Uma boa nutrição diária deve ser composta de vitaminas, fibras, carboidratos de baixos teor glicêmico e densidade calórica, encontrados em alimentos in natura, isto quer dizer, que não passaram por processamentos.
Alimentos in natura são frescos, como verduras, frutas, legumes e carnes.
Alimentos minimamente processados são alimentos in natura que passaram por alterações industriais, como moagem, secagem e formas de conservação. Por exemplo, arroz, farinhas, sucos e leite.
Alimentos processados são derivados de alimentos in natura ou minimamente processados que sofrem adição de sal, açúcar, óleo e vinagre, como enlatados, extratos ou poupa de tomate, manteiga e queijos.
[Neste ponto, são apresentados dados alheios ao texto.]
use std::net::SocketAddr;
use std::sync::Arc;
use std::time::Duration;

use axum::http::header::CONTENT_TYPE;
use axum::http::{HeaderName, Method, StatusCode};
use axum::Router;
use tower_http::catch_panic::CatchPanicLayer;
use tower_http::cors::CorsLayer;
use tower_http::request_id::{MakeRequestUuid, PropagateRequestIdLayer, SetRequestIdLayer};
use tower_http::timeout::TimeoutLayer;
use tower_http::trace::{DefaultMakeSpan, DefaultOnResponse, TraceLayer};
use tracing::Level;
use tracing_subscriber::{layer::SubscriberExt, util::SubscriberInitExt};

use milestones_api::config::ServerConfig;
use milestones_api::routes;
use milestones_api::state::AppState;

#[tokio::main]
async fn main() {
    dotenvy::dotenv().ok();

    // --- Tracing ---
    tracing_subscriber::registry()
        .with(
            tracing_subscriber::EnvFilter::try_from_default_env()
                .unwrap_or_else(|_| "milestones_api=debug,tower_http=debug,sqlx=debug".into()),
        )
        .with(tracing_subscriber::fmt::layer())
        .init();

    // --- Configuration ---
    let config = ServerConfig::from_env();
    tracing::info!(host = %config.host, port = %config.port, "Loaded server configuration");

    // --- Database ---
    let pool = milestones_db::create_pool(&config.database_url)
        .await
        .expect("Failed to open database");
    tracing::info!(url = %config.database_url, "Database connection pool created");

    milestones_db::health_check(&pool)
        .await
        .expect("Database health check failed");

    milestones_db::run_migrations(&pool)
        .await
        .expect("Failed to run database migrations");
    tracing::info!("Database migrations applied");

    // Seed sample data before the listener binds so the first request
    // already sees it.
    milestones_db::seed(&pool)
        .await
        .expect("Failed to seed sample data");

    // --- CORS ---
    let cors = build_cors_layer(&config);

    // --- App state ---
    let state = AppState {
        pool,
        config: Arc::new(config.clone()),
    };

    // --- Request ID header name ---
    let request_id_header = HeaderName::from_static("x-request-id");

    // --- Router ---
    let app = Router::new()
        .merge(routes::health::router())
        .merge(routes::milestones::router())
        // -- Middleware stack (applied bottom-up) --
        // Panic recovery: catch panics and return 500.
        .layer(CatchPanicLayer::new())
        // Request timeout.
        .layer(TimeoutLayer::with_status_code(
            StatusCode::REQUEST_TIMEOUT,
            Duration::from_secs(config.request_timeout_secs),
        ))
        // Propagate request ID to response.
        .layer(PropagateRequestIdLayer::new(request_id_header.clone()))
        // Structured request/response tracing.
        .layer(
            TraceLayer::new_for_http()
                .make_span_with(DefaultMakeSpan::new().level(Level::INFO))
                .on_response(DefaultOnResponse::new().level(Level::INFO)),
        )
        // Set request ID on incoming requests.
        .layer(SetRequestIdLayer::new(request_id_header, MakeRequestUuid))
        // CORS.
        .layer(cors)
        // Shared state.
        .with_state(state);

    // --- Start server ---
    let addr = SocketAddr::new(
        config.host.parse().expect("Invalid HOST address"),
        config.port,
    );
    tracing::info!(%addr, "Starting server");

    let listener = tokio::net::TcpListener::bind(addr)
        .await
        .expect("Failed to bind to address");

    axum::serve(listener, app)
        .with_graceful_shutdown(shutdown_signal())
        .await
        .expect("Server error");

    tracing::info!("Graceful shutdown complete");
}

/// Wait for a termination signal to initiate graceful shutdown.
///
/// Handles both SIGINT (Ctrl-C) and SIGTERM (on Unix) so the server
/// shuts down cleanly whether stopped interactively or by a process
/// manager (e.g. systemd, Docker, Kubernetes).
async fn shutdown_signal() {
    let ctrl_c = async {
        tokio::signal::ctrl_c()
            .await
            .expect("Failed to install Ctrl-C handler");
    };

    #[cfg(unix)]
    let terminate = async {
        tokio::signal::unix::signal(tokio::signal::unix::SignalKind::terminate())
            .expect("Failed to install SIGTERM handler")
            .recv()
            .await;
    };

    #[cfg(not(unix))]
    let terminate = std::future::pending::<()>();

    tokio::select! {
        () = ctrl_c => {
            tracing::info!("Received SIGINT (Ctrl-C), starting graceful shutdown");
        }
        () = terminate => {
            tracing::info!("Received SIGTERM, starting graceful shutdown");
        }
    }
}

/// Build the CORS middleware layer from server configuration.
///
/// Panics at startup if any configured origin is invalid, which is the
/// desired behaviour -- we want misconfiguration to fail fast.
fn build_cors_layer(config: &ServerConfig) -> CorsLayer {
    let origins: Vec<_> = config
        .cors_origins
        .iter()
        .map(|o| {
            o.parse()
                .unwrap_or_else(|e| panic!("Invalid CORS origin '{o}': {e}"))
        })
        .collect();

    CorsLayer::new()
        .allow_origin(origins)
        .allow_methods([Method::GET, Method::POST])
        .allow_headers([CONTENT_TYPE])
        .max_age(Duration::from_secs(3600))
}
use axum::http::StatusCode;
use axum::response::{IntoResponse, Response};
use milestones_core::error::CoreError;
use serde_json::json;

/// Application-level error type for HTTP handlers.
///
/// Wraps [`CoreError`] for domain errors and sqlx errors from the storage
/// layer. Implements [`IntoResponse`] to produce consistent JSON error
/// responses.
#[derive(Debug, thiserror::Error)]
pub enum AppError {
    /// A domain-level error from `milestones_core`.
    #[error(transparent)]
    Core(#[from] CoreError),

    /// A database error from sqlx.
    #[error("Database error: {0}")]
    Database(#[from] sqlx::Error),
}

/// Convenience type alias for handler return values.
pub type AppResult<T> = Result<T, AppError>;

impl IntoResponse for AppError {
    fn into_response(self) -> Response {
        let (status, code, message) = match &self {
            // --- CoreError variants ---
            AppError::Core(core) => match core {
                CoreError::NotFound { entity, id } => (
                    StatusCode::NOT_FOUND,
                    "NOT_FOUND",
                    format!("{entity} with id {id} not found"),
                ),
                CoreError::Validation(msg) => (
                    StatusCode::UNPROCESSABLE_ENTITY,
                    "VALIDATION_ERROR",
                    msg.clone(),
                ),
                CoreError::Internal(msg) => {
                    tracing::error!(error = %msg, "Internal core error");
                    (
                        StatusCode::INTERNAL_SERVER_ERROR,
                        "INTERNAL_ERROR",
                        "An internal error occurred".to_string(),
                    )
                }
            },

            // --- Database errors ---
            AppError::Database(err) => classify_sqlx_error(err),
        };

        let body = json!({
            "error": message,
            "code": code,
        });

        (status, axum::Json(body)).into_response()
    }
}

/// Classify a sqlx error into an HTTP status, error code, and message.
///
/// - `RowNotFound` maps to 404.
/// - Foreign-key violations map to 409.
/// - Everything else maps to 500 with a sanitized message.
fn classify_sqlx_error(err: &sqlx::Error) -> (StatusCode, &'static str, String) {
    match err {
        sqlx::Error::RowNotFound => (
            StatusCode::NOT_FOUND,
            "NOT_FOUND",
            "Resource not found".to_string(),
        ),
        sqlx::Error::Database(db_err) if db_err.is_foreign_key_violation() => (
            StatusCode::CONFLICT,
            "CONSTRAINT_VIOLATION",
            "Referenced row does not exist".to_string(),
        ),
        other => {
            tracing::error!(error = %other, "Database error");
            (
                StatusCode::INTERNAL_SERVER_ERROR,
                "INTERNAL_ERROR",
                "An internal error occurred".to_string(),
            )
        }
    }
}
Alimentos ultraprocessados são de baixíssimo valor nutricional e de alta densidade calórica por conter formulações sintéticas que realçam a cor, sabor e conservação dos alimentos, como embutidos, pães de forma, molhos prontos e congelados. Embora sejam os mais baratos e práticos, o consumo desses alimentos devem ser evitados pela alta concentração de gordura, sal e açúcar e estrem associados a obesidade, diabetes e doenças cardíacas.
Práticas saudáveis
A alimentação também está ligada à disposição e resistência física, que combinados à prática regular de ingestão de água, exercícios físicos e horas de sono adequadas, reduzem níveis de estresse, previnem obesidade, diabetes, desenvolvimento de tumores, doenças cardiovasculares e gastrointestinais. disfunções do fígado e rins.
“Não existe fórmula mágica”, alerta a nutricionista Renata Alves. “A mudança da alimentação já gera resultados, claro, mas os exercícios aceleram o processo de gasto energético”, complementa.